Genio y figura/Francisco Buenrostro
Era uno de los restaurantes más populares de la década de los 70 en el Distrito Federal. Con sus coloridos asientos y sus 24 horas de servicio, se convertía en el sitio ideal para sentarse horas y horas a arreglar el mundo frente a una taza de cafecito de refill como le llaman ahora.
Lo mismo se platicaba de la escuela, que de regaños paternos, o los resultados de los juegos de Centuriones, el equipo de futbol americano del Amado Nervo; los planes de fin de semana, fiestas, ligues y desilusiones.
Con mi amigo Jesús Coronel, acostumbraba un día sí y otro también, acudir al Denny’s de Insurgentes y Alta Vista, donde nos hicimos clientes frecuentes del turno nocturno y hasta nos extrañaban cuando no íbamos.
Chucho, por cierto, es uno de los tipos más seguros que he conocido. Llegábamos a alguna fiesta y desde la puerta recorría a la concurrencia femenina.
Me voy a ligar a esa chava -decía-.
Lo dudo, viene con su galán -le respondía-.
Cuando salíamos de la reunión, se iba con la chica que me había dicho.
Su figura atlética, de nadador sudcaliforniano, nacido en La Paz, B.C., contrastaba con la de su enclenque amigo (yo).
En las playas acapulqueñas, tenía que ser yo el que se acercara a los grupos de chicas; si no les hablas tú, no ligamos -sentenciaba.
Claro que yo me acercaba y lo vendía. ¿Quieren conocer a mi amigo?
Éramos unos auténticos marchistas. Salíamos de la glorieta de Chilpancingo rumbo al sur y llegábamos a golpe de calcetín y paso de caracol hasta la caseta de la México-Cuernavaca, que estaba antes de su actual ubicación; eran un poco menos de 20 kilómetros.
Ya de regreso hacíamos nuestra escala en el popular restaurante, mínimo de dos o tres horas y, a veces, hasta que amanecía para poder tomar el camión. Dejábamos el mundo igual, pero por nosotros no quedaba.

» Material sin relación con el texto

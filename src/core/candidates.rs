// File: src/core/candidates.rs
use crate::core::types::PartOfSpeech;
use crate::lemma::Lemmatize;

/// Which lemma a plan step produces.
#[derive(Debug, Clone, Copy, PartialEq, Eq)]
pub enum LemmaForm {
    Pos(PartOfSpeech),
    /// No part-of-speech hint.
    Default,
}

/// When a plan step is allowed to run.
#[derive(Debug, Clone, Copy, PartialEq, Eq)]
pub enum Gate {
    Always,
    /// Only when the noun lemma differs from the core.
    NounLemmaChanged,
    /// Only when this step's own lemma differs from the core.
    DiffersFromCore,
}

#[derive(Debug, Clone, Copy, PartialEq, Eq)]
pub struct PlanStep {
    pub form: LemmaForm,
    pub gate: Gate,
}

const fn step(form: LemmaForm, gate: Gate) -> PlanStep {
    PlanStep { form, gate }
}

/// Fallback order tried after a direct lookup misses. The first candidate
/// found in the lexicon wins.
pub const CANDIDATE_PLAN: [PlanStep; 7] = [
    step(LemmaForm::Pos(PartOfSpeech::Verb), Gate::Always),
    step(LemmaForm::Pos(PartOfSpeech::Noun), Gate::Always),
    step(LemmaForm::Default, Gate::NounLemmaChanged),
    step(LemmaForm::Default, Gate::DiffersFromCore),
    step(LemmaForm::Pos(PartOfSpeech::Verb), Gate::DiffersFromCore),
    step(LemmaForm::Pos(PartOfSpeech::Adjective), Gate::DiffersFromCore),
    step(LemmaForm::Pos(PartOfSpeech::Adverb), Gate::DiffersFromCore),
];

/// A lemma to try, with the part of speech that produced it.
#[derive(Debug, Clone, PartialEq, Eq)]
pub struct Candidate {
    pub pos: PartOfSpeech,
    pub lemma: String,
}

/// Lemmas of one core under every part of speech, computed once.
#[derive(Debug, Clone)]
pub struct LemmaForms {
    pub verb: String,
    pub noun: String,
    pub adjective: String,
    pub adverb: String,
    pub default: String,
}

impl LemmaForms {
    pub fn compute(core: &str, lemmatizer: &dyn Lemmatize) -> Self {
        Self {
            verb: lemmatizer.lemmatize(core, PartOfSpeech::Verb),
            noun: lemmatizer.lemmatize(core, PartOfSpeech::Noun),
            adjective: lemmatizer.lemmatize(core, PartOfSpeech::Adjective),
            adverb: lemmatizer.lemmatize(core, PartOfSpeech::Adverb),
            default: lemmatizer.lemmatize_default(core),
        }
    }

    fn get(&self, form: LemmaForm) -> (PartOfSpeech, &str) {
        match form {
            LemmaForm::Pos(PartOfSpeech::Verb) => (PartOfSpeech::Verb, self.verb.as_str()),
            LemmaForm::Pos(PartOfSpeech::Noun) => (PartOfSpeech::Noun, self.noun.as_str()),
            LemmaForm::Pos(PartOfSpeech::Adjective) => (PartOfSpeech::Adjective, self.adjective.as_str()),
            LemmaForm::Pos(PartOfSpeech::Adverb) => (PartOfSpeech::Adverb, self.adverb.as_str()),
            LemmaForm::Default => (PartOfSpeech::Noun, self.default.as_str()),
        }
    }
}

/// Applies `plan` to the precomputed lemmas of `core`, in order.
///
/// Gated steps whose gate is closed are left out. The list may still contain
/// repeats and the core itself; callers skip those when looking up.
pub fn lemma_candidates(core: &str, forms: &LemmaForms, plan: &[PlanStep]) -> Vec<Candidate> {
    plan.iter()
        .filter_map(|step| {
            let (pos, lemma) = forms.get(step.form);
            let open = match step.gate {
                Gate::Always => true,
                Gate::NounLemmaChanged => forms.noun != core,
                Gate::DiffersFromCore => lemma != core,
            };
            open.then(|| Candidate {
                pos,
                lemma: lemma.to_string(),
            })
        })
        .collect()
}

Durante el día existían otros lugares de moda para jóvenes, a los que íbamos toda la bola, un poco más fresones, como el Tomboy, donde las malteadas, papas a la francesa, hamburguesas y aros de cebolla, eran lo que rifaba; tenías que ir en coche, si no, las chavitas ni volteaban a verte. Estaba frente al Teatro de los Insurgentes.
El Sanborn’s en la planta baja del Conjunto Aristos de Insurgentes y Tlaxcala, más familiar, también era un sitio agradable para ir con los cuates y las amigas. Pedías un refrescante squash y, con café, un pastel de chocolate; era lo más clásico. En la espera podías pasar horas en la sección de libros y revistas.

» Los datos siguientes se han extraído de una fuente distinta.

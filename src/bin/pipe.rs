// Line protocol for hosts that drive the translator as a child process.
//
//   TRANSLATE <text>      -> RESULT <translation>
//   ADD <english> <hindi> -> OK <message> | ERR <message>
//   SAVE                  -> OK <message> | ERR <message>
//   INFO                  -> INFO <json>
//   EXIT
use anyhow::Result;
use hindi_translator::{Translator, TranslatorConfig};
use std::io::{self, BufRead, Write};

fn main() -> Result<()> {
    let config = TranslatorConfig::from_args(std::env::args().skip(1))?;
    // stdout carries the protocol; logs go to stderr.
    tracing_subscriber::fmt()
        .with_max_level(config.log_level())
        .with_writer(io::stderr)
        .with_ansi(false)
        .init();

    tracing::info!("--- Translator pipe starting ---");
    let translator = Translator::from_config(&config);
    let stdin = io::stdin();
    let mut stdout = io::stdout();

    for line in stdin.lock().lines() {
        let input = line?;
        tracing::debug!("<- {:?}", input);
        let (command, rest) = match input.split_once(' ') {
            Some((command, rest)) => (command, rest),
            None => (input.as_str(), ""),
        };

        let reply = match command {
            "TRANSLATE" => format!("RESULT {}", translator.translate(rest)),
            "ADD" => handle_add(&translator, rest),
            "SAVE" => match translator.save_dictionary() {
                Ok(report) => format!("OK {}", report),
                Err(e) => format!("ERR Error saving dictionary: {}", e),
            },
            "INFO" => format!("INFO {}", info_json(&translator)),
            "EXIT" => break,
            _ => format!("ERR unknown command {:?}", command),
        };
        tracing::debug!("-> {:?}", reply);
        writeln!(stdout, "{}", reply)?;
        stdout.flush()?;
    }

    tracing::info!("Translator pipe shutting down.");
    Ok(())
}

fn handle_add(translator: &Translator, args: &str) -> String {
    let Some((english, hindi)) = args.trim().split_once(char::is_whitespace) else {
        return "ERR Please provide both English and Hindi words.".to_string();
    };
    let hindi = hindi.trim();
    if hindi.is_empty() {
        return "ERR Please provide both English and Hindi words.".to_string();
    }
    translator.add_word(english, hindi);
    format!(
        "OK Added '{}': '{}'. New dictionary size: {} words.",
        english.to_lowercase(),
        hindi,
        translator.dictionary_size()
    )
}

fn info_json(translator: &Translator) -> String {
    serde_json::json!({
        "base_size": translator.base_size(),
        "size": translator.dictionary_size(),
        "status": translator.status_message(),
        "resources_ready": translator.resources_ready(),
        "warnings": translator.provision_report().warnings,
    })
    .to_string()
}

Los pasteles que ahí se vendían llegaron muchas veces a nuestra mesa, para celebrar algún cumpleaños, antes de que el primo repostero de la familia, Manolito, nos obsequiara con sus esquisiteces de inenarrables creaciones, dignas de los más exclusivos restaurantes.
A veces, salíamos a insurgentear y la primera escala se hacía en Woolworth, para comprar pepitas o cacahuates, además de darte una vuelta por la sección de discos para ver y escuchar qué había de nuevo.
Unos pasos adelante, justo a un lado de la Juguetería Ara, había una discoteca muy pequeñita, que siempre tenía buenos discos. A la hora de comprar, de todas formas, preferíamos ir a Mercado de Discos de San Juan de Letrán, que tenía mejores precios.
La última escala de la insurgenteada, era en Sears para comprar las mejores palomitas del mundo mundial de entonces. Después encaminábamos nuestros pasos al Parque General San Martín, El Parque México para los cuates, que merece capítulo aparte.